→ TASK: If a line in the entries below contains "SnippetResult", copy it.

→ DATA SECTION:

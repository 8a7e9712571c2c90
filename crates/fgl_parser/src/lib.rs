//! fgl_parser: Recursive descent parser for 4GL modules.
//!
//! Parses the scanner's token stream into an [`AstNode`] tree. Statements are
//! dispatched through a table of productions keyed by their leading tokens,
//! gated by the active language version. Blocks share one body protocol
//! (see [`block`]) so that a missing `END <keyword>` is reported once and
//! never swallows the enclosing block's terminator.

pub mod block;
mod blocks;
pub mod context;
mod declarations;
mod expressions;
mod lookahead;
mod module;
mod parser;
mod precedence;
pub mod registry;
mod statements;
mod utilities;

pub use block::BodyStop;
pub use context::{
    DeclarationScope, ModuleScope, ParseContext, PrepareBinder, ReturnBinder, VariableAdder,
};
pub use expressions::{expect_expression, parse_expression};
pub use lookahead::TokenQueue;
pub use parser::{ParseOptions, Parser};
pub use precedence::{get_binary_operator_precedence, OperatorPrecedence};
pub use registry::{StatementProduction, MODULE_MEMBERS, STATEMENTS};

use fgl_ast::{AstNode, NodeChildren, ScopeSummary};
use fgl_diagnostics::DiagnosticCollection;
use fgl_scanner::Token;

/// The outcome of parsing a whole module.
#[derive(Debug)]
pub struct ParseResult {
    pub module: AstNode,
    /// Scanner and parser diagnostics in source order.
    pub diagnostics: DiagnosticCollection,
    /// Whitespace and comment tokens, in verbatim mode only.
    pub trivia: Vec<Token>,
}

/// The outcome of parsing a free-standing run of statements.
#[derive(Debug)]
pub struct SnippetResult {
    pub statements: Vec<AstNode>,
    pub diagnostics: DiagnosticCollection,
    pub trivia: Vec<Token>,
    /// Declarations and cursors introduced by the statements.
    pub scope: ScopeSummary,
}

/// Parse a complete source module.
#[tracing::instrument(level = "debug", skip_all, fields(len = source_text.len()))]
pub fn parse_module(source_text: &str, options: &ParseOptions) -> ParseResult {
    let mut parser = Parser::new(source_text, options);
    let module = module::parse_module_node(&mut parser);
    let (mut diagnostics, trivia) = parser.finish();
    if let Some(file) = &options.file_name {
        diagnostics.set_file(file);
    }
    tracing::debug!(errors = diagnostics.error_count(), "parsed module");
    ParseResult {
        module,
        diagnostics,
        trivia,
    }
}

/// Parse statements as they would appear inside a function body. `RETURN`
/// values and declarations are accepted; `END <keyword>` of any block is
/// reported as stray.
#[tracing::instrument(level = "debug", skip_all, fields(len = source_text.len()))]
pub fn parse_statements(source_text: &str, options: &ParseOptions) -> SnippetResult {
    let mut parser = Parser::new(source_text, options);
    let module = ModuleScope::new();
    let scope = DeclarationScope::new();
    let mut children = NodeChildren::new();
    {
        let ctx = ParseContext::root(&module)
            .with_prepare_binder(&scope)
            .with_return_binder(&scope)
            .with_variable_adder(&scope);
        block::parse_block_body(&mut parser, &ctx, None, STATEMENTS, &mut children);
    }
    let (mut diagnostics, trivia) = parser.finish();
    if let Some(file) = &options.file_name {
        diagnostics.set_file(file);
    }
    SnippetResult {
        statements: children.into_values().collect(),
        diagnostics,
        trivia,
        scope: scope.into_summary(),
    }
}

→ SOLUTION TO THIS PROBLEM:
pub struct SnippetResult {
pub fn parse_statements(source_text: &str, options: &ParseOptions) -> SnippetResult {
    SnippetResult {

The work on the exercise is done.